JAKARTA, iNiBlitar.com — Komisi Pemberantasan Korupsi (KPK) telah memeriksa 30 saksi terkait kasus dugaan korupsi dana hibah untuk kelompok masyarakat (pokmas) yang bersumber dari APBD Provinsi Jawa Timur Tahun Anggaran 2019-2022. Dari saksi-saksi yang diperiksa, enam orang merupakan anggota DPRD Jawa Timur, baik dari tingkat provinsi maupun kabupaten/kota, termasuk dari Blitar.
Menurut Juru Bicara KPK, Tessa Mahardhika, KPK sebenarnya menjadwalkan pemeriksaan terhadap 34 saksi. Namun, empat saksi lainnya belum memenuhi panggilan karena dua orang sedang menunaikan ibadah haji, sementara dua lainnya mengaku sakit.
“Pemeriksaan terhadap seluruh saksi dilakukan di Kota Surabaya. Saksi-saksi yang hadir terdiri dari empat anggota DPRD Provinsi Jawa Timur, dua anggota DPRD Kabupaten, dan sisanya merupakan pihak swasta,” kata Tessa, dilansir dari laman Samudra Fakta, Jumat (19/7/2024).
Tessa menambahkan, para saksi diperiksa untuk mendalami penyelidikan terkait proses pengurusan dana hibah untuk pokmas yang bermasalah tersebut. KPK berfokus pada upaya membongkar aliran dana hibah APBD Jatim yang diduga kuat disalahgunakan.
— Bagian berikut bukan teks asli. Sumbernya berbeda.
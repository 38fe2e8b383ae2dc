use std::fs::File;
use std::io::{self, prelude::*, BufWriter};
use std::path::PathBuf;

use log::trace;

use crate::frame::Frame;
use crate::pacing::DisplaySink;
use crate::raster::{unpack_rgb, Palette, Raster};

const MAGIC_NUMBER: &[u8] = b"P3";

/// Writes a frame as a plain-text PPM. Indices the palette doesn't cover come out black.
pub fn write_ppm<W, R, P>(writer: &mut W, raster: &R, palette: &P) -> io::Result<()>
where
    W: Write,
    R: Raster,
    P: Palette,
{
    let width = raster.width();
    let height = raster.height();

    writer.write_all(MAGIC_NUMBER)?;
    writer.write_all(b"\n")?;
    writer.write_all(format!("{} {}", width, height).as_bytes())?;
    writer.write_all(b" 255")?;
    writer.write_all(b"\n")?;

    for y in 0..height {
        for x in 0..width {
            let color = raster
                .get(x, y)
                .and_then(|index| palette.get(index.into()))
                .unwrap_or(0);
            let [red, green, blue] = unpack_rgb(color);

            writer.write_all(format!("{: >3} {: >3} {: >3}", red, green, blue).as_bytes())?;
            if x + 1 != width {
                writer.write_all(b" ")?;
            }
        }
        writer.write_all(b"\n")?;
    }

    Ok(())
}

/// A display that dumps each shown frame into a directory, cycling through a fixed set of
/// file names.
pub struct PpmSink {
    dir: PathBuf,
    ring: usize,
    shown: usize,
}

impl PpmSink {
    pub fn new(dir: impl Into<PathBuf>, ring: usize) -> Self {
        Self {
            dir: dir.into(),
            ring: ring.max(1),
            shown: 0,
        }
    }

    pub fn shown(&self) -> usize {
        self.shown
    }

    fn next_path(&self) -> PathBuf {
        self.dir.join(format!("frame_{}.ppm", self.shown % self.ring))
    }
}

impl<R: Raster, P: Palette> DisplaySink<R, P> for PpmSink {
    fn show(&mut self, frame: &Frame<'_, R, P>) -> io::Result<()> {
        let path = self.next_path();
        trace!("writing {}", path.display());

        let mut writer = BufWriter::new(File::create(&path)?);
        write_ppm(&mut writer, frame.raster, frame.palette)?;
        writer.flush()?;
        self.shown += 1;
        Ok(())
    }
}

#[cfg(test)]
mod tests {
    use super::*;
    use crate::raster::{pack_rgb, IndexedRaster, RgbPalette};

    #[test]
    fn writes_plain_ppm() {
        let mut raster = IndexedRaster::new(2, 1);
        raster.set(1, 0, 1);
        let mut palette = RgbPalette::with_capacity(2);
        palette.set(0, pack_rgb([255, 0, 0]));
        palette.set(1, pack_rgb([0, 7, 42]));

        let mut out = Vec::new();
        write_ppm(&mut out, &raster, &palette).unwrap();
        assert_eq!(
            String::from_utf8(out).unwrap(),
            "P3\n2 1 255\n255   0   0   0   7  42\n"
        );
    }

    #[test]
    fn sink_cycles_file_names() {
        let dir = std::env::temp_dir().join(format!("matrix-anim-ppm-{}", std::process::id()));
        std::fs::create_dir_all(&dir).unwrap();
        let raster = IndexedRaster::new(1, 1);
        let palette = RgbPalette::with_capacity(1);
        let frame = Frame {
            raster: &raster,
            palette: &palette,
            delay_ms: 10,
            left: 0,
            top: 0,
        };

        let mut sink = PpmSink::new(&dir, 2);
        for _ in 0..3 {
            sink.show(&frame).unwrap();
        }
        assert_eq!(sink.shown(), 3);
        assert!(dir.join("frame_0.ppm").exists());
        assert!(dir.join("frame_1.ppm").exists());
        assert!(!dir.join("frame_2.ppm").exists());
        std::fs::remove_dir_all(&dir).unwrap();
    }
}
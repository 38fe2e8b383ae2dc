use crate::error::{DecodeError, Result};
use crate::source::ByteSource;

/// Flattens a run of size-prefixed data sub-blocks into a byte sequence, stopping at the
/// zero-length terminator. Holds at most one sub-block in memory.
pub struct BlockReader<'a, S: ?Sized> {
    source: &'a mut S,
    block: [u8; 255],
    index: usize,
    size: usize,
    done: bool,
}

impl<'a, S: ByteSource + ?Sized> BlockReader<'a, S> {
    pub fn new(source: &'a mut S) -> Self {
        Self {
            source,
            block: [0; 255],
            index: 0,
            size: 0,
            done: false,
        }
    }

    /// Loads the next sub-block. `Ok(false)` at the terminator.
    fn fill_block(&mut self) -> Result<bool> {
        let size = self.source.read_byte("sub-block size")? as usize;
        if size == 0 {
            return Ok(false);
        }
        self.source
            .read_exact(&mut self.block[..size], "sub-block data")?;
        self.index = 0;
        self.size = size;
        Ok(true)
    }

    /// Consumes the remaining sub-blocks up to and including the terminator.
    pub fn skip(mut self) -> Result<()> {
        while !self.done {
            self.index = self.size;
            match self.fill_block() {
                Ok(true) => {}
                Ok(false) => self.done = true,
                Err(error) => {
                    self.done = true;
                    return Err(error);
                }
            }
        }
        Ok(())
    }
}

impl<S: ByteSource + ?Sized> Iterator for BlockReader<'_, S> {
    type Item = std::result::Result<u8, DecodeError>;

    fn next(&mut self) -> Option<Self::Item> {
        if self.done {
            return None;
        }
        if self.index >= self.size {
            match self.fill_block() {
                Ok(true) => {}
                Ok(false) => {
                    self.done = true;
                    return None;
                }
                Err(error) => {
                    self.done = true;
                    return Some(Err(error));
                }
            }
        }
        let byte = self.block[self.index];
        self.index += 1;
        Some(Ok(byte))
    }
}

#[cfg(test)]
mod tests {
    use super::*;
    use crate::source::Buffered;

    #[test]
    fn flattens_sub_blocks() {
        let mut source = Buffered::new(vec![2, 1, 2, 1, 3, 0, 0xaa]);
        let bytes: Result<Vec<u8>> = BlockReader::new(&mut source).collect();
        assert_eq!(bytes.unwrap(), vec![1, 2, 3]);
        assert_eq!(source.read_byte("trailing").unwrap(), 0xaa);
    }

    #[test]
    fn empty_stream() {
        let mut source = Buffered::new(vec![0]);
        assert_eq!(BlockReader::new(&mut source).count(), 0);
        assert_eq!(source.position(), 1);
    }

    #[test]
    fn short_sub_block_is_an_error() {
        let mut source = Buffered::new(vec![4, 1, 2]);
        let bytes: Result<Vec<u8>> = BlockReader::new(&mut source).collect();
        assert!(matches!(bytes, Err(DecodeError::IncompleteData { .. })));
    }

    #[test]
    fn missing_terminator_is_an_error() {
        let mut source = Buffered::new(vec![1, 7]);
        let bytes: Result<Vec<u8>> = BlockReader::new(&mut source).collect();
        assert!(bytes.is_err());
    }

    #[test]
    fn skip_leaves_source_after_terminator() {
        let mut source = Buffered::new(vec![3, 1, 2, 3, 1, 4, 0, 0x3b]);
        let mut reader = BlockReader::new(&mut source);
        assert_eq!(reader.next().unwrap().unwrap(), 1);
        reader.skip().unwrap();
        assert_eq!(source.read_byte("trailer").unwrap(), 0x3b);
    }
}
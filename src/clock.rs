use std::cell::Cell;
use std::time::{Duration, Instant};

/// Monotonic time plus blocking sleep.
pub trait Clock {
    /// Time since an arbitrary fixed origin.
    fn now(&self) -> Duration;

    fn sleep(&self, duration: Duration);
}

#[derive(Debug, Clone, Copy)]
pub struct SystemClock {
    origin: Instant,
}

impl SystemClock {
    pub fn new() -> Self {
        Self {
            origin: Instant::now(),
        }
    }
}

impl Default for SystemClock {
    fn default() -> Self {
        Self::new()
    }
}

impl Clock for SystemClock {
    fn now(&self) -> Duration {
        self.origin.elapsed()
    }

    fn sleep(&self, duration: Duration) {
        std::thread::sleep(duration);
    }
}

/// Clock that only moves when told to. Sleeping advances it instantly.
#[derive(Debug, Default)]
pub struct ManualClock {
    now: Cell<Duration>,
    slept: Cell<Duration>,
}

impl ManualClock {
    pub fn new() -> Self {
        Self::default()
    }

    pub fn advance(&self, by: Duration) {
        self.now.set(self.now.get() + by);
    }

    /// Total time spent in `sleep`.
    pub fn slept(&self) -> Duration {
        self.slept.get()
    }
}

impl Clock for ManualClock {
    fn now(&self) -> Duration {
        self.now.get()
    }

    fn sleep(&self, duration: Duration) {
        self.advance(duration);
        self.slept.set(self.slept.get() + duration);
    }
}

impl<C: Clock + ?Sized> Clock for &C {
    fn now(&self) -> Duration {
        (**self).now()
    }

    fn sleep(&self, duration: Duration) {
        (**self).sleep(duration)
    }
}

impl<C: Clock + ?Sized> Clock for std::rc::Rc<C> {
    fn now(&self) -> Duration {
        (**self).now()
    }

    fn sleep(&self, duration: Duration) {
        (**self).sleep(duration)
    }
}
Dalam kasus ini, KPK telah menetapkan 21 tersangka, termasuk anggota DPRD Jatim sebagai penyelenggara negara dan pihak swasta. Dari 21 tersangka tersebut, empat di antaranya merupakan penerima suap, sedangkan 17 lainnya sebagai pemberi suap.
“Dari empat tersangka penerima, tiga orang merupakan penyelenggara negara, sementara satu lainnya merupakan staf dari penyelenggara negara. Untuk 17 tersangka pemberi, 15 di antaranya merupakan pihak swasta dan dua lainnya penyelenggara negara,” ujar Tessa.
Selain menetapkan tersangka, KPK juga melakukan penggeledahan di beberapa rumah di Surabaya, Pasuruan, Probolinggo, Tulungagung, Gresik, Blitar, dan beberapa lokasi di Pulau Madura, yaitu Kabupaten Bangkalan, Sampang, dan Sumenep.
“Dari penggeledahan tersebut, KPK menyita uang kurang lebih Rp380 juta, dokumen terkait pengurusan dana hibah, kuitansi, catatan penerimaan uang bernilai miliaran rupiah, bukti setoran uang ke bank, bukti penggunaan uang untuk pembelian rumah, dan salinan sertifikat rumah,” jelas Tessa.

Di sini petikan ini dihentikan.